Du côté de mes collègues, je pense qu’ils sont horrifiés par les appels à la délation et au lynchage, ainsi que par le placardage sur les murs de l’IEP. On n’a jamais vu ça à l’IEP. Néanmoins, beaucoup d’enseignants n’osent pas se situer clairement. Il faut dire que, en plus du climat de peur générale, les pressions sont très fortes, tant de la part des étudiants que de certains collègues qui considèrent que, finalement, Klaus et moi avons bien mérité ce qui nous arrive. Pour ces derniers, comme pour de nombreux universitaires, les minorités sont d’abord des victimes d’un État oppresseur et la priorité est donc de les protéger, de sorte que toute critique est soupçonnée de vouloir aggraver une certaine domination.

C’est ce qui explique que les communiqués officiels ne sont pas toujours très clairs. Le conseil d’administration de l’IEP évoque par exemple son attachement au « respect des règles établies et légitimes de l’échange académique », formule très alambiquée, et appelle « au respect du devoir de réserve par les enseignant•es et les enseignant•es-chercheur•es de l’établissement ainsi que de la liberté syndicale ». Outre le recours à l’écriture inclusive, désormais systématique sur les campus, je m’interroge sur cette formule du « devoir de réserve » dont j’attends qu’on m’explique de quelle façon il s’applique aux enseignants-chercheurs. Quand on connaît l’extrême degré de politisation des universitaires, cela prête même à sourire. Pour ce qui me concerne, je n’appartiens à aucun parti, à aucun syndicat, à aucun groupe militant, et je n’ai jamais appelé à voter pour qui que ce soit, contrairement à de nombreux collègues.

Continuez-vous vos cours ?

Absolument. Je ne vous cache pas qu’il est un peu difficile de se concentrer dans ces conditions mais je ne veux surtout pas renoncer à ma mission ni laisser croire que je serais atteint d’une manière ou d’une autre. Je n’ai rien à me reprocher. Je retrouve donc avec plaisir mes étudiants : nous travaillons, ils font leurs exercices, je les évalue. Je leur ai dit que je ne parlerais pas de l’affaire pendant les séances et je m’y tiens. Je leur dois de tenir bon pour ne pas gâcher leur année. Je pense qu’ils n’ont pas envie que tout s’arrête à cause d’une bande d’énergumènes qui se croient autorisés à contrôler le contenu des enseignements et à placarder les noms de dissidents, comme cela se faisait à l’époque de dazibao de la Révolution culturelle chinoise.

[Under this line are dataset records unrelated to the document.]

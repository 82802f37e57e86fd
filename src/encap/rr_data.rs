use crate::cip::{MessageRouterRequest, MessageRouterResponse};
use crate::codec::{
    BufferReader, Deserializable, Payload, ReadExt, Reader, Serializable, WriteExt, Writer,
};
use crate::cpf::{CpfItem, CpfItemType, CpfPacket};
use crate::error::{EipError, Result};
use log::warn;

/// SendRRData request: interface handle, timeout, then a CPF packet with a
/// null address item and an unconnected message item wrapping `request`.
#[derive(Debug)]
pub struct RrDataRequest<'d> {
    pub interface_handle: u32,
    pub timeout: u16,
    pub request: MessageRouterRequest<'d>,
}

impl<'d> RrDataRequest<'d> {
    pub fn new(request: MessageRouterRequest<'d>) -> Self {
        RrDataRequest { interface_handle: 0, timeout: 0, request }
    }

    /// The entity placed in the unconnected message item.
    pub fn data(&self) -> &dyn Serializable {
        &self.request
    }
}

impl Serializable for RrDataRequest<'_> {
    fn length(&self) -> usize {
        // handle, timeout, item count, two item headers
        4 + 2 + 2 + 2 * CpfItem::HEADER_LENGTH + self.request.length()
    }

    fn serialize(&self, writer: &mut dyn Writer) -> Result<()> {
        writer.write(self.interface_handle)?;
        writer.write(self.timeout)?;
        let packet = CpfPacket::with_items(vec![
            CpfItem::null(),
            CpfItem::new(CpfItemType::UnconnectedMessage, self.data())?,
        ]);
        packet.serialize(writer)
    }
}

impl<'a> Deserializable<'a> for RrDataRequest<'_> {
    fn deserialize(_reader: &mut dyn Reader<'a>) -> Result<Self> {
        Err(EipError::Unsupported("deserializing an RR-Data request"))
    }

    fn deserialize_sized(_reader: &mut dyn Reader<'a>, _length: usize) -> Result<Self> {
        Err(EipError::Unsupported("deserializing an RR-Data request"))
    }
}

/// SendRRData reply carrying a message router response.
#[derive(Debug, Clone, Default, PartialEq, Eq)]
pub struct RrDataResponse<'a> {
    pub interface_handle: u32,
    pub timeout: u16,
    pub response: MessageRouterResponse<'a>,
}

impl<'a> RrDataResponse<'a> {
    pub fn into_owned(self) -> RrDataResponse<'static> {
        RrDataResponse {
            interface_handle: self.interface_handle,
            timeout: self.timeout,
            response: self.response.into_owned(),
        }
    }

    /// Check the item layout of an unconnected reply and pull the message
    /// router response out of the data item.
    fn unwrap_packet(packet: CpfPacket<'a>) -> Result<MessageRouterResponse<'a>> {
        let mut items = packet.items.into_iter();
        let (address, data) = match (items.next(), items.next()) {
            (Some(address), Some(data)) => (address, data),
            _ => {
                return Err(EipError::protocol(
                    "RR-Data reply needs an address item and a data item",
                ));
            }
        };
        let extra = items.count();
        if extra > 0 {
            warn!("RR-Data reply carries {} unexpected extra CPF items", extra);
        }

        if address.item_type != CpfItemType::Null {
            return Err(EipError::protocol(format!(
                "RR-Data reply address item has type {:?}, expected Null",
                address.item_type
            )));
        }
        if address.data_length() != 0 {
            return Err(EipError::protocol(format!(
                "RR-Data reply null address item has length {}",
                address.data_length()
            )));
        }
        if data.item_type != CpfItemType::UnconnectedMessage {
            return Err(EipError::protocol(format!(
                "RR-Data reply data item has type {:?}, expected UnconnectedMessage",
                data.item_type
            )));
        }

        match data.data {
            Some(Payload::Borrowed(bytes)) => {
                let mut reader = BufferReader::new(bytes);
                MessageRouterResponse::deserialize_sized(&mut reader, bytes.len())
            }
            Some(Payload::Owned(bytes)) => {
                let mut reader = BufferReader::new(&bytes);
                MessageRouterResponse::deserialize_sized(&mut reader, bytes.len())
                    .map(MessageRouterResponse::into_owned)
            }
            None => Err(EipError::protocol("RR-Data reply data item is empty")),
        }
    }
}

impl Serializable for RrDataResponse<'_> {
    fn length(&self) -> usize {
        4 + 2 + 2 + 2 * CpfItem::HEADER_LENGTH + self.response.length()
    }

    fn serialize(&self, writer: &mut dyn Writer) -> Result<()> {
        writer.write(self.interface_handle)?;
        writer.write(self.timeout)?;
        let packet = CpfPacket::with_items(vec![
            CpfItem::null(),
            CpfItem::new(CpfItemType::UnconnectedMessage, &self.response)?,
        ]);
        packet.serialize(writer)
    }
}

impl<'a> Deserializable<'a> for RrDataResponse<'a> {
    fn deserialize(reader: &mut dyn Reader<'a>) -> Result<Self> {
        let interface_handle = reader.read()?;
        let timeout = reader.read()?;
        let packet = CpfPacket::deserialize(reader)?;
        let response = Self::unwrap_packet(packet)?;
        Ok(RrDataResponse { interface_handle, timeout, response })
    }
}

La technologie change mais pas les méthodes.

« Les universitaires ne peuvent pas faire naïvement comme si certains concepts n’étaient pas surchargés sur le plan politique. »

Vous vous intéressez depuis longtemps à l’« islamophobie ». Que pensez-vous de ce concept ?

Chacun est libre d’utiliser les mots qu’il veut, mais les universitaires ne peuvent pas faire naïvement comme si certains concepts n’étaient pas surchargés sur le plan politique. Le terme d’islamophobie pose cinq problèmes. Il désigne des réalités très différentes puisqu’il englobe les agressions contre les personnes (ce qui est intolérable mais très rare) et les critiques de la religion musulmane (ce qui est une attitude légitime). Deuxièmement, l’islamophobie instaure une chape de plomb intellectuelle puisqu’il crée un soupçon sur toute critique et décourage toute analyse, y compris sur le dogme islamique lui-même. Après tout, est-on islamophobe lorsqu’on pense que le Coran n’a pas été dicté par Dieu ? Ou bien lorsqu’on publie une caricature de Mahomet ? Ou lorsqu’on critique l’islamisme ? Ou lorsqu’on veut comprendre la radicalisation ? Troisièmement, l’islamophobie oblige à amalgamer les musulmans dans un même ensemble, empêchant de tracer une ligne entre les valeurs ou les pratiques qui sont parfaitement acceptables et d’autres qui ne le sont pas. Quatrièmement, c’est une notion qui est promue par des acteurs troubles, tant au niveau international qu’au niveau national, comme dans le cas du CCIF dont le but est visiblement de dresser une vision apocalyptique de la situation des musulmans en France afin d’empêcher l’intégration de ces derniers dans la société française et d’interdire toute réflexion sur les causes de la radicalisation. Cinquièmement, enfin, ce terme met totalement de côté l’existence en France d’un courant islamophile qui est au moins aussi puissant que le courant critique envers l’islam. Gommer cette réalité conduit à ne rien comprendre à la situation actuelle. Bref, pour toutes ces raisons, je pense que les conditions ne sont pas réunies pour utiliser sereinement un tel terme.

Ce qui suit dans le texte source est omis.